Top 5 Best Eating Habits to Help Lower Blood Pressure

  1. Beware of hidden sodium.

Sift through nutrition labels when you shop. The words “25% less sodium” on labels are frequently misleading because they only indicate that the product has less sodium than the original. Remember that many foods high in sodium don’t taste particularly salty.

The sodium content of bread, cheese, salad dressings, and condiments may surprise you. As an illustration, consider cottage cheese, which has 373 mg of salt per half cup.

  1. Use fiber to lower the pressure.

Your blood pressure will be lowered if you eat healthier foods like lentils, beans, whole grains, fruits, and vegetables. These foods include fiber, vitamins, antioxidants, and other nutrients that support heart health.

  1. Rinse & dry.

You can reduce your sodium intake by including pasta and beans in their dry form, which frequently uses a lot of salt as a preservative.
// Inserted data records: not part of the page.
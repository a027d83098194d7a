use std::path::PathBuf;

use clap::{Parser, Subcommand};

use crate::cli::{CatalogCommands, MissionCommands, PoiCommands, PointsArgs};

/// Command-line interface for the Cidade Inteligente resident app
///
/// Residents complete daily and evolution missions task by task and collect
/// points when a mission is finished. The tool also keeps each development's
/// directory of points of interest. It works as a local CLI or as an MCP
/// (Model Context Protocol) server for AI assistants.
#[derive(Parser)]
#[command(version, about, name = "cidade")]
pub struct Args {
    /// Path to the SQLite database file. Defaults to
    /// $XDG_DATA_HOME/cidade/cidade.db
    #[arg(long, global = true)]
    pub database_file: Option<PathBuf>,

    /// JSON mission catalog replacing the built-in one
    #[arg(long, global = true)]
    pub catalog_file: Option<PathBuf>,

    /// Disable colored output and use plain text
    #[arg(long, global = true)]
    pub no_color: bool,

    #[command(subcommand)]
    pub command: Commands,
}

/// Available commands for the Cidade CLI
#[derive(Subcommand)]
pub enum Commands {
    /// Browse missions, toggle tasks and claim rewards
    #[command(alias = "m")]
    Mission {
        #[command(subcommand)]
        command: MissionCommands,
    },
    /// Show a resident's points balance
    Points(PointsArgs),
    /// Manage a development's points of interest
    #[command(alias = "p")]
    Poi {
        #[command(subcommand)]
        command: PoiCommands,
    },
    /// Inspect the mission catalog
    Catalog {
        #[command(subcommand)]
        command: CatalogCommands,
    },
    /// Start the MCP server
    Serve,
}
Use fresh meats rather than ones that have been stored and packed. Natural sodium is present in fresh cuts of beef, poultry, or pork, although it is far less than the sodium added during processing to foods like bacon and ham. And if you must use canned vegetables and beans for convenience’s sake, rinse them first to get the sodium out.

  1. Try a salt substitute from the sea.

Kelp flakes can add a touch of salt to dishes to enhance flavor. A type of dried and ground seaweed called kelp can be substituted for salt in recipes to add a salty flavor. It contains significant amounts of the vital elements magnesium, calcium, and iron in addition to iodine.

Gomasio, or sesame salt, is an additional substitute for seasoning. Salads, soups, pasta, fish, poultry, and other foods, can be used as a condiment. It contains calcium, potassium, and iron and is made from a mixture of toasted sesame seeds and a little sea salt. It has less sodium than table salt.

  1. Spice up dishes with herbs.

Making food low in sodium can initially seem difficult, especially when preparing it for someone who enjoys a lot of salt. However, one way to compensate for the lost sodium is to season the dish liberally with salt-free ingredients like herbs and spices. Often, food requires less salt after it has been correctly seasoned. Use fresh and dried herbs, all the spices on your spice rack, garlic, onion, lemon juice, and onion powder.